--- START ---
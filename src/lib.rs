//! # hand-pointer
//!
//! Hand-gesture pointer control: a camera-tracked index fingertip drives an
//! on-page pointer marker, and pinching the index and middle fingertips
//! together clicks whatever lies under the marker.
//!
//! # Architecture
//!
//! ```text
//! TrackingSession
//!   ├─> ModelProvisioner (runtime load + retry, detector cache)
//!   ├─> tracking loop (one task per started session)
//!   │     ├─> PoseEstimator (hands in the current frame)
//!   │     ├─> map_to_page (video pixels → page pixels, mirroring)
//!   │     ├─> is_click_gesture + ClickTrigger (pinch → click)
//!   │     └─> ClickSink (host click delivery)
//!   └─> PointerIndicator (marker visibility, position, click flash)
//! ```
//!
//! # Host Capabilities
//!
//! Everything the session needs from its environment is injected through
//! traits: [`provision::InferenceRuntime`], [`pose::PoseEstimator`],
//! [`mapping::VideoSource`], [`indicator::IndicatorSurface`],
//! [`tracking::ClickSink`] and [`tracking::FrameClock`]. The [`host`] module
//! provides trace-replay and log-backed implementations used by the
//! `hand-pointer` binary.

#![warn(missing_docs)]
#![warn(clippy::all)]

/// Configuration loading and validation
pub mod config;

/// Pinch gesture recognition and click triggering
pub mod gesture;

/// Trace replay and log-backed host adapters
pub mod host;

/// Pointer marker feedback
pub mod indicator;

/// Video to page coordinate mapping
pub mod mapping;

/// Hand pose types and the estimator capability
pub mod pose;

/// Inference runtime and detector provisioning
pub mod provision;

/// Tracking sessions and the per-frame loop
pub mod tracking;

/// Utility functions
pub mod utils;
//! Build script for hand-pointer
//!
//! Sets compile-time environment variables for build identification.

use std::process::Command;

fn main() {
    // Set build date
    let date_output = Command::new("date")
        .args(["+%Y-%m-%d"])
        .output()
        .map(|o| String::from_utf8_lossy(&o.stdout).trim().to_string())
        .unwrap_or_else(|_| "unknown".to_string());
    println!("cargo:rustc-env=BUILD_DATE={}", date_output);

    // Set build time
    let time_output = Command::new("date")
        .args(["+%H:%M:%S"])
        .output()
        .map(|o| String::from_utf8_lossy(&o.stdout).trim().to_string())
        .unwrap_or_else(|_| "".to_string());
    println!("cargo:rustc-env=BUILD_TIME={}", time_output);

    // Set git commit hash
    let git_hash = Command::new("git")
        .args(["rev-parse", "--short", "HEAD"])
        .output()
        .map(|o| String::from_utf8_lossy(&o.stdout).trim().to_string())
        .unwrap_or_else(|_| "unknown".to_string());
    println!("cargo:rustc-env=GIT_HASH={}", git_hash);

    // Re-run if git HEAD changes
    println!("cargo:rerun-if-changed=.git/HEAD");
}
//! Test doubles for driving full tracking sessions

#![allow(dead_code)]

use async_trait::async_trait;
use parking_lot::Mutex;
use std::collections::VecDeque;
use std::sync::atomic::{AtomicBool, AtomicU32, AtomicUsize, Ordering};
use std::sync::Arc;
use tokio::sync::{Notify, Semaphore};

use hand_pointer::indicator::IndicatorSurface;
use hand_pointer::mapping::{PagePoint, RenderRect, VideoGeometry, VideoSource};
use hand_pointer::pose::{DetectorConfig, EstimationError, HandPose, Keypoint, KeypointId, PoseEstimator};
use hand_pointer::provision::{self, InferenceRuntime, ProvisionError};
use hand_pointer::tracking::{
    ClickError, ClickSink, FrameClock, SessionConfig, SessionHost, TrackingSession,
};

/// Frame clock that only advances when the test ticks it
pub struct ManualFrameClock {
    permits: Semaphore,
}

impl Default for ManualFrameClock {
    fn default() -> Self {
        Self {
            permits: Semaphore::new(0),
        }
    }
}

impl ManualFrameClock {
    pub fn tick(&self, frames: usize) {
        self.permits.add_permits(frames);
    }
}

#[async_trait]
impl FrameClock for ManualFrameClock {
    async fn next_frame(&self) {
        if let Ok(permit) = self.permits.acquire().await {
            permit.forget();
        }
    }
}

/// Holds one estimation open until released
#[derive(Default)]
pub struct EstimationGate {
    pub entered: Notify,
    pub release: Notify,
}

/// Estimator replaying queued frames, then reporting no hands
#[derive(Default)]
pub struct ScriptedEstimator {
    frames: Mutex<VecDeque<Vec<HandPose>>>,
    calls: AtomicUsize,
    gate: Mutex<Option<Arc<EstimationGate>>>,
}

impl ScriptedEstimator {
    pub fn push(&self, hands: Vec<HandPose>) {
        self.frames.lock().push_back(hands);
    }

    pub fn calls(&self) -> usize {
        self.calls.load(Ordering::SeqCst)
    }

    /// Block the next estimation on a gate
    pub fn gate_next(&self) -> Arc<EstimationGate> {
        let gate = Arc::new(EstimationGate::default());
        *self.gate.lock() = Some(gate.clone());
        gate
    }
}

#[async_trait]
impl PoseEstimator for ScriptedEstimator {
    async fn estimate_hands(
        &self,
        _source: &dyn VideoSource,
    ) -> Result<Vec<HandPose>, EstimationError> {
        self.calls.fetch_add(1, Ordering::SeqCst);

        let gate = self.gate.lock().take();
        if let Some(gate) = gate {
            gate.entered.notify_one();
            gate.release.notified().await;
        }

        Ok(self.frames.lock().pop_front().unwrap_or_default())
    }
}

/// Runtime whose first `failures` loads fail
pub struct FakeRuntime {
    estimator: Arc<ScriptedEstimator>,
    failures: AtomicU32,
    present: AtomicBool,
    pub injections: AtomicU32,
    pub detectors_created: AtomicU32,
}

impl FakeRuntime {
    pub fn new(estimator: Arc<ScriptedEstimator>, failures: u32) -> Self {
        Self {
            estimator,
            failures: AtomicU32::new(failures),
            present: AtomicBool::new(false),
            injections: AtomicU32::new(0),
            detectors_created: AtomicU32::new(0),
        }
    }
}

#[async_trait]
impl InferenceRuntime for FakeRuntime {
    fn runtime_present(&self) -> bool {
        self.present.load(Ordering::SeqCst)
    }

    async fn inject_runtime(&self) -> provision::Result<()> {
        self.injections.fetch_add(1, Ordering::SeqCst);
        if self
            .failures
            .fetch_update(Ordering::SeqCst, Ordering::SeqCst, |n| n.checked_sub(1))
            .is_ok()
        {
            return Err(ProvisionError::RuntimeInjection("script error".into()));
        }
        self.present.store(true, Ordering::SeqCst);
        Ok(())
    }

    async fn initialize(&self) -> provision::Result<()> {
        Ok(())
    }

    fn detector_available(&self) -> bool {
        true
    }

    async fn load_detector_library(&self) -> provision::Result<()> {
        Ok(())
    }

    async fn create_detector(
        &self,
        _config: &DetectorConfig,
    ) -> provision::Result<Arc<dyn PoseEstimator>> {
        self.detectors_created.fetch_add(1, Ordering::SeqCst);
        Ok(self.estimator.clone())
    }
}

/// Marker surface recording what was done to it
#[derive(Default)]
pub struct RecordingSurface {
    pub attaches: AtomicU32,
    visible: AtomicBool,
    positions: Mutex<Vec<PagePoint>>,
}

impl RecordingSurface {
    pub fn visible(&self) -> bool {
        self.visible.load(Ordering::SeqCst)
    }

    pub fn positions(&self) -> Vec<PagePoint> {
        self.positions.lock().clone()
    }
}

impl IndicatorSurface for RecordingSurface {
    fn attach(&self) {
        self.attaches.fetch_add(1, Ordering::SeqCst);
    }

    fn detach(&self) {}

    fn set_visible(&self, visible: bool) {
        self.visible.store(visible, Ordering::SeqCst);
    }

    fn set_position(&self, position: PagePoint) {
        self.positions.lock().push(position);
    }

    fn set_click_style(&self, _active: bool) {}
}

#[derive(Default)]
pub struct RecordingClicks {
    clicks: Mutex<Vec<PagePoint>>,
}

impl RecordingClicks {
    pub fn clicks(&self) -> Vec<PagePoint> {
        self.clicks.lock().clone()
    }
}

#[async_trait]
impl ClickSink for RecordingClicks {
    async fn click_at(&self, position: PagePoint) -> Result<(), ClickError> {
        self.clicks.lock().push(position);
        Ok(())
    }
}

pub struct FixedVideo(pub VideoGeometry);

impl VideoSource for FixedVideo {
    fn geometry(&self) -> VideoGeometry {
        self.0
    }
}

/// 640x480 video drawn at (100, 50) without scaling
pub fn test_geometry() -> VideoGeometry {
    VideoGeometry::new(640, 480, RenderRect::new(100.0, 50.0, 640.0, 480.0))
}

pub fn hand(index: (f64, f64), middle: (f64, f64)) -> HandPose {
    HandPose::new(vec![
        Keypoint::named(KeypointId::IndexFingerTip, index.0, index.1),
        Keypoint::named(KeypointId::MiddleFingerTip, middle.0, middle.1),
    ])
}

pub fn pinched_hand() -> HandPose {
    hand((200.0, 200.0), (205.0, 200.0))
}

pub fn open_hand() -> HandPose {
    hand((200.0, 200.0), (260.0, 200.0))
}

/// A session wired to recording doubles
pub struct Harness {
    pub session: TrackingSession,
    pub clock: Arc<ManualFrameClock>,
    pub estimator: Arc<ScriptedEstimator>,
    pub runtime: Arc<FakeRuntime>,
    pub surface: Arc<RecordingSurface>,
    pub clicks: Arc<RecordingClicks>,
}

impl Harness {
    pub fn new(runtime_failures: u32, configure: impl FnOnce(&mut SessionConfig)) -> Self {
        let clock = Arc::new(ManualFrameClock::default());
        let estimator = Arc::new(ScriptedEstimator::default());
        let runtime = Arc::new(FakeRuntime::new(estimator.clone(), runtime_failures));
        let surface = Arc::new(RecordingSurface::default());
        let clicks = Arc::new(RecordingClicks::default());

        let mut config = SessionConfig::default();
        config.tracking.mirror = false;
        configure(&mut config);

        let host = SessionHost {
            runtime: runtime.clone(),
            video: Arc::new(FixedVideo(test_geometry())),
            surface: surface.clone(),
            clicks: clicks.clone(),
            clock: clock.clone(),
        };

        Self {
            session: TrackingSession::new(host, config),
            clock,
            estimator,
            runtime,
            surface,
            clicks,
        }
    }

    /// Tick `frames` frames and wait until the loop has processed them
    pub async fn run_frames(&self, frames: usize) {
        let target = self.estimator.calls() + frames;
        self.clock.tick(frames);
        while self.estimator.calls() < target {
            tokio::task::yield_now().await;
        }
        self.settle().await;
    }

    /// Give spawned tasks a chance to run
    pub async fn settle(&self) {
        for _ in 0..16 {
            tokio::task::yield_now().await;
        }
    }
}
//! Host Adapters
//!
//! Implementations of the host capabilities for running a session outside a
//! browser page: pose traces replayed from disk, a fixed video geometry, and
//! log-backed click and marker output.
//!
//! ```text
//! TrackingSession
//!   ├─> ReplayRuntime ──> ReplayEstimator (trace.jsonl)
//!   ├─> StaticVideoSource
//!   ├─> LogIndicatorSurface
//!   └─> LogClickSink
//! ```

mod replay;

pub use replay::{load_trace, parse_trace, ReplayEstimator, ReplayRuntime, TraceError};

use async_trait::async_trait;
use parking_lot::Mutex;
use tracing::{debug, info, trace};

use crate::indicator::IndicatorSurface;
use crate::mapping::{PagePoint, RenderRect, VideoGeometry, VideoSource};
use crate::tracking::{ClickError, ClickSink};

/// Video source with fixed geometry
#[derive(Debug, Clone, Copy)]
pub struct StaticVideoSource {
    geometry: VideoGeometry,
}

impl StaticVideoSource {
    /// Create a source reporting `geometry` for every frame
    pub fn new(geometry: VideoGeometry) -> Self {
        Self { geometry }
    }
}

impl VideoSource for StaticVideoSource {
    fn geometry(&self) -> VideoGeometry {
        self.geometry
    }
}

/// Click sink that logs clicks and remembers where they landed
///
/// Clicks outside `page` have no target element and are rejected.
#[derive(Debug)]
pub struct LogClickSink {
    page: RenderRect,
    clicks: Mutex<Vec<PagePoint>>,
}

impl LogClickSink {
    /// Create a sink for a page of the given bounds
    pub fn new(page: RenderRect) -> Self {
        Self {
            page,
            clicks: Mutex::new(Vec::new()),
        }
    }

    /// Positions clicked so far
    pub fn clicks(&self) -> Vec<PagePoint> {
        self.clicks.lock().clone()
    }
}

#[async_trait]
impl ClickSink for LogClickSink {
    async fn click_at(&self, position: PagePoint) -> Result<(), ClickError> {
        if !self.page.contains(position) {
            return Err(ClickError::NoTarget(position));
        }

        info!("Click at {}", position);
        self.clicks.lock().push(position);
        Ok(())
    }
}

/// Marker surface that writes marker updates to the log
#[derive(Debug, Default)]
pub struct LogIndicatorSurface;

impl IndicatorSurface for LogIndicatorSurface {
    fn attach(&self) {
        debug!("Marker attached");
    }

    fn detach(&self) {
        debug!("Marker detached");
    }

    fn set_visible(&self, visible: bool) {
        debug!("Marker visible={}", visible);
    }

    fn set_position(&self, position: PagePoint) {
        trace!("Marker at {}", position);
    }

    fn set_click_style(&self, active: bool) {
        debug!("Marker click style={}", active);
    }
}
--- END ---
_EXERCISE BRIEF_: Report every line of the data above that contains the string "KeypointId" by copying it in full.

_ANSWER FOR THIS EXERCISE_:
use hand_pointer::pose::{DetectorConfig, EstimationError, HandPose, Keypoint, KeypointId, PoseEstimator};
        Keypoint::named(KeypointId::IndexFingerTip, index.0, index.1),
        Keypoint::named(KeypointId::MiddleFingerTip, middle.0, middle.1),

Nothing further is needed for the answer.